FIG. 2 illustrates an enlarged view of the raw material supply
device 1. FIG. 2 also illustrates a supplier 10 for supplying the
raw material, the gas for reaction and the gas for dispersion into
the reaction shaft 3.
The supplier 10 of the raw material supply device 1 has a lance 16.
The lance 16 has a first pathway 11 through which the gas for
dispersion passes and a fourth pathway 14 through which the
auxiliary gas for reaction passes as first gas. The fourth pathway
14 is formed in a center portion of the lance 16. The first pathway
11 is formed around the fourth pathway 14. The supplier 10 has a
second pathway 12 as a raw material pathway. The second pathway 12
is formed out of the lance 16. In concrete, the second pathway 12
is formed around an external circumference of the lance 16. The
supplier 10 has a third pathway 13 through which the main blow for
reaction passes as second gas. The third pathway 13 is formed out
of the second pathway 12. In concrete, the third pathway 13 is
formed around an external circumference of the second pathway 12.

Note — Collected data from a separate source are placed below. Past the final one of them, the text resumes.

//! Parser for the structured result log: a header block and a component block,
//! each introduced by a marker comment and a comment line naming its fields.

use std::collections::HashMap;

use serde::Serialize;

use crate::model::{HeaderRecord, ResultRow, Verdict};

const COMMENT_PREFIX: &str = "//";
const HEADER_MARKER: &str = "// Header_Data";
const COMPONENT_MARKER: &str = "// Component_Data";

/// Header record plus the measurement rows of one result log.
#[derive(Debug, Clone, Default, PartialEq, Eq, Serialize)]
pub struct ResultLog {
    pub header: HeaderRecord,
    pub rows: Vec<ResultRow>,
}

#[derive(Debug, Clone, Copy, PartialEq, Eq)]
enum Block {
    Outside,
    Header,
    Component,
}

/// Fields of one block, addressable by name.
#[derive(Debug, Default)]
struct FieldLayout {
    positions: HashMap<String, usize>,
    width: usize,
}

impl FieldLayout {
    fn from_comment(line: &str) -> Self {
        let names = split_fields(&line[COMMENT_PREFIX.len()..]);
        let positions = names
            .iter()
            .enumerate()
            .map(|(index, name)| (name.clone(), index))
            .collect();
        Self {
            positions,
            width: names.len(),
        }
    }

    fn value(&self, values: &[String], name: &str) -> String {
        self.positions
            .get(name)
            .and_then(|&index| values.get(index))
            .cloned()
            .unwrap_or_default()
    }
}

/// Parses a decoded result log. Only the first header values line is used;
/// component lines whose width differs from the field line are dropped.
pub fn parse_result_log(text: &str) -> ResultLog {
    let mut block = Block::Outside;
    let mut header_layout = FieldLayout::default();
    let mut header_values: Vec<String> = Vec::new();
    let mut component_layout = FieldLayout::default();
    let mut component_values: Vec<Vec<String>> = Vec::new();

    for raw in text.lines() {
        let line = raw.trim();
        if line.starts_with(HEADER_MARKER) {
            block = Block::Header;
            continue;
        }
        match block {
            Block::Header if line.starts_with(COMMENT_PREFIX) => {
                header_layout = FieldLayout::from_comment(line);
                continue;
            }
            Block::Header if !line.is_empty() => {
                header_values = split_fields(line);
                block = Block::Outside;
                continue;
            }
            _ => {}
        }
        if line.starts_with(COMPONENT_MARKER) {
            block = Block::Component;
            continue;
        }
        if block != Block::Component || line.is_empty() {
            continue;
        }
        if line.starts_with(COMMENT_PREFIX) {
            component_layout = FieldLayout::from_comment(line);
        } else {
            let values = split_fields(line);
            if values.len() == component_layout.width {
                component_values.push(values);
            } else {
                tracing::debug!(
                    expected = component_layout.width,
                    found = values.len(),
                    "dropping component line with mismatched width"
                );
            }
        }
    }

    let header = header_record(&header_layout, &header_values);
    let rows: Vec<ResultRow> = component_values
        .iter()
        .map(|values| result_row(&component_layout, values))
        .collect();

    tracing::info!(rows = rows.len(), board = %header.board_name, "parsed result log");
    ResultLog { header, rows }
}

fn split_fields(line: &str) -> Vec<String> {
    line.split(',').map(|field| field.trim().to_string()).collect()
}

fn header_record(layout: &FieldLayout, values: &[String]) -> HeaderRecord {
    let date = layout.value(values, "Date");
    let time = layout.value(values, "Time");
    HeaderRecord {
        board_name: layout.value(values, "BoardName"),
        pass_fail: layout.value(values, "PASS/FAIL"),
        result: layout.value(values, "Result"),
        test_time: format_timestamp(&date, &time),
    }
}

/// `YYYYMMDD` + `HHMMSS` → `YYYY-MM-DD HH:MM:SS`; anything else yields an
/// empty string.
fn format_timestamp(date: &str, time: &str) -> String {
    let date: Vec<char> = date.chars().collect();
    let time: Vec<char> = time.chars().collect();
    if date.len() != 8 || time.len() != 6 {
        return String::new();
    }
    let part = |chars: &[char]| chars.iter().collect::<String>();
    format!(
        "{}-{}-{} {}:{}:{}",
        part(&date[..4]),
        part(&date[4..6]),
        part(&date[6..]),
        part(&time[..2]),
        part(&time[2..4]),
        part(&time[4..]),
    )
}

fn result_row(layout: &FieldLayout, values: &[String]) -> ResultRow {
    let high = layout.value(values, "HPin");
    let low = layout.value(values, "LPin");
    let test_points = match (high.is_empty(), low.is_empty()) {
        (false, false) => format!("{high},{low}"),
        (false, true) => high,
        _ => low,
    };

    ResultRow {
        step_number: layout.value(values, "StepNum"),
        part_name: layout.value(values, "PartName"),
        test_type: layout.value(values, "Type"),
        test_points,
        reference_value: layout.value(values, "Std_V"),
        // The equipment names its limits from the opposite side.
        lower_limit: layout.value(values, "HLim"),
        upper_limit: layout.value(values, "LLim"),
        measured_value: layout.value(values, "Msr_V"),
        result: Verdict::from_raw(&layout.value(values, "Result")),
    }
}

The fourth pathway 14 acts as a first gas pathway. The third
pathway 13 acts as a second gas pathway. The third pathway 13 is
formed with a pipe-shaped member surrounding the second pathway 12
and communicates with an air chamber 17 that is arranged above the
third pathway 13 and has a funnel shape. The second pathway 12 and
the third pathway 13 are separated from each other by a section
wall 21 having a cylindrical shape.
The first pathway 11 supplies the gas for dispersion into the
reaction shaft 3. The second pathway 12 supplies the concentrate
into the reaction shaft 3. The third pathway 13 supplies the main
blow gas for reaction into the reaction shaft 3 from the air
chamber 17. The fourth pathway 14 supplies the auxiliary gas for
reaction into the reaction shaft 3.
A dispersion cone 15 is formed at an edge (lower edge) of the lance
16. The dispersion cone 15 has a hollow structure and has a
circular truncated cone shape. A side lower portion 151 of the
dispersion cone 15 has a plurality of through holes 152. The gas
for dispersion passes through the first pathway 11. After that, the
plurality of through holes 152 supply the gas for dispersion into
the reaction shaft 3. The through holes 152 are formed so that a
supply direction of the gas is a normal direction of a bottom
circle of the dispersion cone 15.
The fourth pathway 14 of the supplier 10 has blades 43 for
revolving the auxiliary gas for reaction acting as the first gas.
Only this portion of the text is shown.